Chicago coach Matt Eberflus, an NFL defensive assistant for 13 seasons before the Bears hired him this spring, said his team has been slow to adjust to the way the Vikings have changed the Jefferson’s positioning and added, “When you get him moving, it’s hard to roll towards him sometimes.”
It’s true that the Vikings have moved Jefferson around in the lineup this season. For example, here’s the breakdown for Sunday, according to research from ESPN Stats & Information:
— 27 routes start from the left side
— 14 routes start from the right side
— 12 routes depart from the slot machine
— 19 routes executed after the pre-snapshot movement
In opening practice Sunday, however, Jefferson lined up on the left side of the roster for six of his seven receptions. The other came after a fly move against zone coverage that Cousins targeted on a contraband pass to the same side. He wasn’t hard to find and the Vikings maxed out the Bears’ slow build.
“We just have to do a better job,” Eberflus finally conceded.
Jefferson said last week that he expects the Bears to double him often, especially after torching the New Orleans Saints and All-Pro cornerback Marshon Lattimore in particular – for 10 receptions and 147 yards in Week 4. no Lattimore on their team,” he noted.
But Jefferson’s third season in the NFL, and his first with O’Connell, didn’t always follow a predictable path. He embarrassed the Green Bay Packers by generating an average 4-yard split en route to a day of nine catches, 184 yards and two touchdowns. Then the Philadelphia Eagles and Detroit Lions combined to hold him to nine receptions for 62 yards, more consistently using their double teams and prompting Cousins to look elsewhere in his progressions.
After the Lions game, which the Vikings won by making a pair of 28-yard throws to receiver KJ Osborn on their game-winning drive, O’Connell spoke to Jefferson about trying to be a superstar receiver. O’Connell worked hard to convince Jefferson that his presence had opened the field for Osborn, as well as wide receiver Adam Thielen and tight end Irv Smith Jr.
“But that’s not enough,” O’Connell said at the time. “I have to do a better job of giving Justin different aspects of the roster in different places, different staff groups, whatever I have to do to help him because he’s an ultra-competitive, and we’ll take him forward. .”

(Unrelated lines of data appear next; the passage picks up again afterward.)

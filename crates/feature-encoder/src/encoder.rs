//! Feature Vector Assembly

use crate::domains::{self, Domain};
use crate::error::EncodeError;
use crate::profile::CustomerProfile;
use serde::{Deserialize, Serialize};
use tracing::debug;

/// Number of features the classifier expects: three numeric passthroughs
/// followed by the one-hot blocks of the 16 categorical attributes.
pub const FEATURE_DIMENSION: usize = 50;

/// Fixed-order numeric encoding of a customer profile
#[derive(Debug, Clone, PartialEq, Serialize, Deserialize)]
pub struct FeatureVector {
    /// Raw feature values (50 dimensions)
    pub values: Vec<f64>,
}

impl FeatureVector {
    pub fn len(&self) -> usize {
        self.values.len()
    }

    pub fn is_empty(&self) -> bool {
        self.values.is_empty()
    }

    pub fn as_slice(&self) -> &[f64] {
        &self.values
    }
}

/// Encode a customer profile into the classifier's feature layout.
///
/// Pure and deterministic: identical profiles yield bit-identical vectors.
/// Numeric attributes pass through unscaled. Every categorical value is
/// checked against its training-time domain before any block is written;
/// an out-of-domain value aborts the request with [`EncodeError`] rather
/// than vanishing into an all-zero block.
pub fn encode(profile: &CustomerProfile) -> Result<FeatureVector, EncodeError> {
    if profile.senior_citizen > 1 {
        return Err(EncodeError::InvalidAttributeValue {
            attribute: "SeniorCitizen",
            value: profile.senior_citizen.to_string(),
        });
    }

    let mut values = Vec::with_capacity(FEATURE_DIMENSION);
    values.push(f64::from(profile.senior_citizen));
    values.push(non_negative("MonthlyCharges", profile.monthly_charges)?);
    values.push(non_negative("TotalCharges", profile.total_charges)?);

    for (domain, value) in categorical_values(profile) {
        push_one_hot(&mut values, domain, value)?;
    }

    debug!("Encoded profile into {} features", values.len());
    debug_assert_eq!(values.len(), FEATURE_DIMENSION);

    Ok(FeatureVector { values })
}

/// Categorical attribute values in vector order
fn categorical_values(profile: &CustomerProfile) -> [(&'static Domain, &str); 16] {
    [
        (&domains::GENDER, profile.gender.as_str()),
        (&domains::PARTNER, profile.partner.as_str()),
        (&domains::DEPENDENTS, profile.dependents.as_str()),
        (&domains::PHONE_SERVICE, profile.phone_service.as_str()),
        (&domains::MULTIPLE_LINES, profile.multiple_lines.as_str()),
        (&domains::INTERNET_SERVICE, profile.internet_service.as_str()),
        (&domains::ONLINE_SECURITY, profile.online_security.as_str()),
        (&domains::ONLINE_BACKUP, profile.online_backup.as_str()),
        (&domains::DEVICE_PROTECTION, profile.device_protection.as_str()),
        (&domains::TECH_SUPPORT, profile.tech_support.as_str()),
        (&domains::STREAMING_TV, profile.streaming_tv.as_str()),
        (&domains::STREAMING_MOVIES, profile.streaming_movies.as_str()),
        (&domains::CONTRACT, profile.contract.as_str()),
        (&domains::PAPERLESS_BILLING, profile.paperless_billing.as_str()),
        (&domains::PAYMENT_METHOD, profile.payment_method.as_str()),
        (&domains::TENURE_GROUP, profile.tenure_group.as_str()),
    ]
}

fn non_negative(attribute: &'static str, value: f64) -> Result<f64, EncodeError> {
    if !value.is_finite() || value < 0.0 {
        return Err(EncodeError::InvalidAttributeValue {
            attribute,
            value: value.to_string(),
        });
    }
    Ok(value)
}

fn push_one_hot(
    values: &mut Vec<f64>,
    domain: &Domain,
    value: &str,
) -> Result<(), EncodeError> {
    let hot = domain
        .index_of(value)
        .ok_or_else(|| EncodeError::InvalidAttributeValue {
            attribute: domain.attribute,
            value: value.to_string(),
        })?;
    for i in 0..domain.cardinality() {
        values.push(if i == hot { 1.0 } else { 0.0 });
    }
    Ok(())
}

Since that time, Jefferson has caught 22 passes for 301 yards, the two highest totals in the NFL over that span. Last week, he felt compelled to post an Instagram photo of a key 39-yard catch against Lattimore. The post, he said, “was for everyone thinking I slacked off during the clashes” the previous two weeks.

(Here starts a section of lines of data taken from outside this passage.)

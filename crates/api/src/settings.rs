//! Runtime Settings

use serde::Deserialize;

/// Server settings, layered from an optional `churn.toml` file and
/// `CHURN_*` environment variables
#[derive(Debug, Clone, Deserialize)]
pub struct Settings {
    /// Address the HTTP server binds to
    pub bind_addr: String,
    /// Path to the classifier artifact
    pub model_path: String,
}

impl Settings {
    /// Load settings with file and environment overrides over defaults
    pub fn load() -> Result<Self, config::ConfigError> {
        config::Config::builder()
            .set_default("bind_addr", "0.0.0.0:8080")?
            .set_default("model_path", "model.onnx")?
            .add_source(config::File::with_name("churn").required(false))
            .add_source(config::Environment::with_prefix("CHURN"))
            .build()?
            .try_deserialize()
    }
}
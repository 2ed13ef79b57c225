//! Churn Inference Engine
//!
//! Classifier capability seam and prediction front-end for the churn model
//! artifact, with a tract-onnx backed implementation.

mod classifier;
mod onnx;
mod predictor;

pub use classifier::Classifier;
pub use onnx::OnnxClassifier;
pub use predictor::{Prediction, Predictor, RiskLabel};

use thiserror::Error;

/// Errors during inference
#[derive(Debug, Error)]
pub enum InferenceError {
    /// The artifact could not be loaded; fatal at startup
    #[error("Model load failed: {0}")]
    ModelLoad(String),
    /// Encoder/classifier schema drift
    #[error("Feature shape mismatch: expected {expected}, got {actual}")]
    FeatureShapeMismatch { expected: usize, actual: usize },
    /// Malformed or unexpected classifier response
    #[error("Malformed classifier output: {0}")]
    ClassifierOutput(String),
}
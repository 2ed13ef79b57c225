//! Churn Prediction Service - Main Entry Point

use api::{init_logging, run_server, Settings};
use churn_inference::{OnnxClassifier, Predictor};
use feature_encoder::FEATURE_DIMENSION;
use std::sync::Arc;
use tracing::info;

#[tokio::main]
async fn main() -> Result<(), Box<dyn std::error::Error>> {
    init_logging();

    info!("=== Churn Prediction Service v{} ===", env!("CARGO_PKG_VERSION"));

    let settings = Settings::load()?;
    info!("Loading classifier artifact from {}", settings.model_path);

    // Startup precondition: without a loaded classifier the service must
    // refuse to start rather than serve failing predictions.
    let classifier = OnnxClassifier::load(&settings.model_path, FEATURE_DIMENSION)?;
    let predictor = Predictor::new(Arc::new(classifier));

    run_server(&settings, predictor).await?;

    Ok(())
}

All in all, though, Jefferson played five games and the Vikings put him in position to dominate in three of them. The degree to which he has been open about his goals is reflected in the NFL Next Gen Stats severance numbers. Jefferson had at least 3 yards of separation on 44% of his targets, which translated to 73% of his catches and 66% of his yards. His receptions above expectations, an NFL Next Gen Stat that factors in the difficulty of a catch, ranks No. 31 in the NFL — another illustration of his openness.
His average of 109.4 yards per game, if sustained, would leave him just short of his 2,000 yard goal for the season. But on his first turn in the “Cooper Kupp” attack, he produces Cooper Kupp-like numbers. No one can be disappointed.